Could you report every line of the listing below that holds the word "Result"?

====== Working data ======

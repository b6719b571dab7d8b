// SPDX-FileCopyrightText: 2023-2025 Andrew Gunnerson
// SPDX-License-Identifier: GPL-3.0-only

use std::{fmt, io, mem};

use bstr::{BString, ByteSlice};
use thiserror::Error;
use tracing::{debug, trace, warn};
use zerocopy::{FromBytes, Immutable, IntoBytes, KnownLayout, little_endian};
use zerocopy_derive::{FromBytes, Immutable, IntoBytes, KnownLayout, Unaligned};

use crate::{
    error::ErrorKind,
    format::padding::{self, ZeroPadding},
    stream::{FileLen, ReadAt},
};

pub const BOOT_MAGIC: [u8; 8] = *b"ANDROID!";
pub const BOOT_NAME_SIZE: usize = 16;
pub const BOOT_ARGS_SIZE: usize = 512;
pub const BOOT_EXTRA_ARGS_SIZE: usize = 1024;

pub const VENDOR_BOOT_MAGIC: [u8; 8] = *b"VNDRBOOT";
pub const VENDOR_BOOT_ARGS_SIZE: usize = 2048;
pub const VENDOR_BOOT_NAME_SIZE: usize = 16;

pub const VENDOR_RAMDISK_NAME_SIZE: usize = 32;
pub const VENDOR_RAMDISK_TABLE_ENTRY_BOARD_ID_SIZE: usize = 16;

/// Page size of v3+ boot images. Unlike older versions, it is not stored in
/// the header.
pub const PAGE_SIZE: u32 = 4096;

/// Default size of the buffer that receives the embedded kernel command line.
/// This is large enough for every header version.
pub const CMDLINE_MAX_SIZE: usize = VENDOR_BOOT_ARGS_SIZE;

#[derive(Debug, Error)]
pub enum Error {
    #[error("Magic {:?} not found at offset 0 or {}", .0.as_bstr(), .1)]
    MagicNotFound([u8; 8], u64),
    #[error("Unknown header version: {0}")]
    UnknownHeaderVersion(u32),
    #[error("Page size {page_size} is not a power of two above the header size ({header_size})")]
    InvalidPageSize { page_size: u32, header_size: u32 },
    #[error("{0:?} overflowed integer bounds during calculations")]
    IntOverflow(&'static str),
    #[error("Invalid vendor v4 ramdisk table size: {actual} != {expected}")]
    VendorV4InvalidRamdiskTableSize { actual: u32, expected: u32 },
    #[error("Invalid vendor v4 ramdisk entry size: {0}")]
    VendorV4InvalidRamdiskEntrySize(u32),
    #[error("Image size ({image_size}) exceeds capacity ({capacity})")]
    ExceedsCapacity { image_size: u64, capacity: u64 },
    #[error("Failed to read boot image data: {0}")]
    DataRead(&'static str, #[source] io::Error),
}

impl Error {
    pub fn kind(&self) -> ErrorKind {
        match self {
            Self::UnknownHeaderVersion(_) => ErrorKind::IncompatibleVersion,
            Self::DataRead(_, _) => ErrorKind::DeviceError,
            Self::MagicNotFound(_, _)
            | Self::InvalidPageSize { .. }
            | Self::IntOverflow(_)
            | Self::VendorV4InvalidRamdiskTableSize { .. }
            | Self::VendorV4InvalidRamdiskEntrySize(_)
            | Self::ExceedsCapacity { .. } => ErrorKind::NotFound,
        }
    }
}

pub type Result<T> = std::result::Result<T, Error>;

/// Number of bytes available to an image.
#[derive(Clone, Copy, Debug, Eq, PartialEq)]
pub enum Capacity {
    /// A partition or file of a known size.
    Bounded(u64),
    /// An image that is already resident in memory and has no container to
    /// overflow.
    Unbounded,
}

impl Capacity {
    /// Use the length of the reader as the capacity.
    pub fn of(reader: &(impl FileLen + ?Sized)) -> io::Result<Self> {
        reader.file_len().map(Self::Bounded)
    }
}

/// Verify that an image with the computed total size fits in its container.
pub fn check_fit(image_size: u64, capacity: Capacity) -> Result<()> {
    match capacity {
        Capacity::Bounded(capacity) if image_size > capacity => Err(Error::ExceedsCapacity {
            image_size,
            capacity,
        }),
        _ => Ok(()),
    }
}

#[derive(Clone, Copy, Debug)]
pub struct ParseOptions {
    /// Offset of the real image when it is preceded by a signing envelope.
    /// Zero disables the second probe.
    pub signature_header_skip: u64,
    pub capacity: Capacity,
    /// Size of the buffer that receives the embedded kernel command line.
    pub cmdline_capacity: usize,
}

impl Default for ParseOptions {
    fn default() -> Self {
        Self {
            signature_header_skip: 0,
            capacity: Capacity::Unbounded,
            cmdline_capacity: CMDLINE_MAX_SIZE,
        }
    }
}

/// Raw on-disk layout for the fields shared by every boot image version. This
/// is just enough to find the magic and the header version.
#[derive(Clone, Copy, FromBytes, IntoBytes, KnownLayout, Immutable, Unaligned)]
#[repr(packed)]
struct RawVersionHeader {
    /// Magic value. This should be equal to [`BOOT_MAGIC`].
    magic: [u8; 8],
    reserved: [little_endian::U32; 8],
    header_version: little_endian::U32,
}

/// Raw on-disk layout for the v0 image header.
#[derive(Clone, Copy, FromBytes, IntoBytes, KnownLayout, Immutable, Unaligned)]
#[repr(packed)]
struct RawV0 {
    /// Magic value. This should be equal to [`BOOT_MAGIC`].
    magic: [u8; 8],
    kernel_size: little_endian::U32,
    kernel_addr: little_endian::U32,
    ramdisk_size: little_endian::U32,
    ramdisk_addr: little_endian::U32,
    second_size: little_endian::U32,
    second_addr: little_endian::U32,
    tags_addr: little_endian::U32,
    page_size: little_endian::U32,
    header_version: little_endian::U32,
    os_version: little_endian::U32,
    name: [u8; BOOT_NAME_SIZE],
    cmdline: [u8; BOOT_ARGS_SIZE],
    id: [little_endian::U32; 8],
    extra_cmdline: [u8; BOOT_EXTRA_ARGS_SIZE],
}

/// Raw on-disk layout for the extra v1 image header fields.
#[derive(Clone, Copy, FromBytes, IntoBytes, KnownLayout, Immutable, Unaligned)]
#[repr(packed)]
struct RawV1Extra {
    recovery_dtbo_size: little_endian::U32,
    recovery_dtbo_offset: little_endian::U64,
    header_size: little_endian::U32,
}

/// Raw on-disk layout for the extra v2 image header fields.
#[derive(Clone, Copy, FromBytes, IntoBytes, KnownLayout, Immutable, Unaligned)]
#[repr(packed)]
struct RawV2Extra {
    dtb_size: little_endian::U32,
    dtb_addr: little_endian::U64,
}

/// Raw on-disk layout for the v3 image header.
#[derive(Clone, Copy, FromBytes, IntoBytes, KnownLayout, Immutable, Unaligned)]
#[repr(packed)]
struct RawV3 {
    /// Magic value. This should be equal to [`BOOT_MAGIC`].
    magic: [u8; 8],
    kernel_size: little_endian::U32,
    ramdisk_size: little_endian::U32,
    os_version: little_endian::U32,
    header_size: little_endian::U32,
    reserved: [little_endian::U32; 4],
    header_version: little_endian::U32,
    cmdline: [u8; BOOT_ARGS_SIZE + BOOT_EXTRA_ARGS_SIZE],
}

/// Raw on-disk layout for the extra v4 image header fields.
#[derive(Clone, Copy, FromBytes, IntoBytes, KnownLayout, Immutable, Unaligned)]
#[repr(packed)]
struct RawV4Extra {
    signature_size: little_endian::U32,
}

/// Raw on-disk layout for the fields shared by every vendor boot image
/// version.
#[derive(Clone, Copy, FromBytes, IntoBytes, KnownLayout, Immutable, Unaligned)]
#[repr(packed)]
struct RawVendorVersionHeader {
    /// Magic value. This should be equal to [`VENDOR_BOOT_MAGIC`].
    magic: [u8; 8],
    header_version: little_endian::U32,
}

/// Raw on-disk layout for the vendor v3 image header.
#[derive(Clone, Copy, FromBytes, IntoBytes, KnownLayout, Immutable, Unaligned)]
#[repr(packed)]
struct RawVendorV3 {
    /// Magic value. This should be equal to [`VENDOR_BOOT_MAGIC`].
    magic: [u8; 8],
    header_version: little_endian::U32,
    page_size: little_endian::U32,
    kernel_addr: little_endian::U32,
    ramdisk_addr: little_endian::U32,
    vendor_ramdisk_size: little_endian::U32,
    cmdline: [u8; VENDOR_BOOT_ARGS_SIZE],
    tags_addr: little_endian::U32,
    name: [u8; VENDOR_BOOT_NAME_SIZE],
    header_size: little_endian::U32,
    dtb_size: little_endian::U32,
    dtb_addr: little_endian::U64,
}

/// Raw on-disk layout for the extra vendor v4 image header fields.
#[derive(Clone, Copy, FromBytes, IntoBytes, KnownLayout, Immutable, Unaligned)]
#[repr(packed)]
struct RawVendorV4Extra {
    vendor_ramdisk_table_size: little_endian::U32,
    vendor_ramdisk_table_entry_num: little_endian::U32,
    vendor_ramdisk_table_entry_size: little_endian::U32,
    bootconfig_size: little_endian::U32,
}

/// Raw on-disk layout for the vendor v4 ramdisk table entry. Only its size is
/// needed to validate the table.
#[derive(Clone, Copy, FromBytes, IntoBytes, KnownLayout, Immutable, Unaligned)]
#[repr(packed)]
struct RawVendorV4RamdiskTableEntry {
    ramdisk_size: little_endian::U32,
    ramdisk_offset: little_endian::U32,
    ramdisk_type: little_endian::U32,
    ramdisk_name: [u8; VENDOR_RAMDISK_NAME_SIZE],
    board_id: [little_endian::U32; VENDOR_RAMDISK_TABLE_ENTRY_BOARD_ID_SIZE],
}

======

__Finished exercise__:
pub type Result<T> = std::result::Result<T, Error>;
    pub fn of(reader: &(impl FileLen + ?Sized)) -> io::Result<Self> {
pub fn check_fit(image_size: u64, capacity: Capacity) -> Result<()> {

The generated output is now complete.